• [Your assignment]: Reading the listing that follows, count the lines where "loader" appears, and answer with only that count.
####
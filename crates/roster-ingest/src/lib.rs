//! Student roster ingestion.
//!
//! Turns a CSV file or an `.xlsx` workbook into loosely-typed
//! [`RawRecord`](roster_model::RawRecord)s. Normalization into student
//! records happens downstream in `roster-core`.
//!
//! # Features
//!
//! - **Format detection**: `.csv` (any case) is delimited text, anything else a workbook
//! - **CSV**: header row, lenient decoding, dynamic typing of numbers and booleans
//! - **XLSX**: first worksheet, shared/inline strings, numeric date serials kept raw
//! - **Auto-load**: a configured file or URL, with failures absorbed
//!
//! # Example
//!
//! ```ignore
//! use std::path::Path;
//! use roster_ingest::{DataSource, FetchOptions, auto_load, load_file};
//!
//! let loaded = load_file(Path::new("students.csv"))?;
//! println!("{} rows from {}", loaded.records.len(), loaded.source);
//!
//! let source = DataSource::parse("Student India 64913.xlsx", None);
//! if let Some(loaded) = auto_load(&source, &FetchOptions::default()) {
//!     println!("auto-loaded {} rows", loaded.records.len());
//! }
//! ```

mod csv;
mod error;
mod fetch;
mod header;
mod loader;
mod source;
mod xlsx;

// === Error Types ===
pub use error::{IngestError, Result};

// === Readers ===
pub use crate::csv::{infer_value, read_csv_bytes, read_csv_records};
pub use xlsx::read_xlsx_bytes;

// === Sources ===
pub use fetch::{DEFAULT_TIMEOUT, FetchOptions, fetch_bytes};
pub use source::{DataSource, SourceFormat};

// === Loading ===
pub use loader::{LoadedRecords, auto_load, load_bytes, load_file, load_source};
####
• [Exercise solution]: 2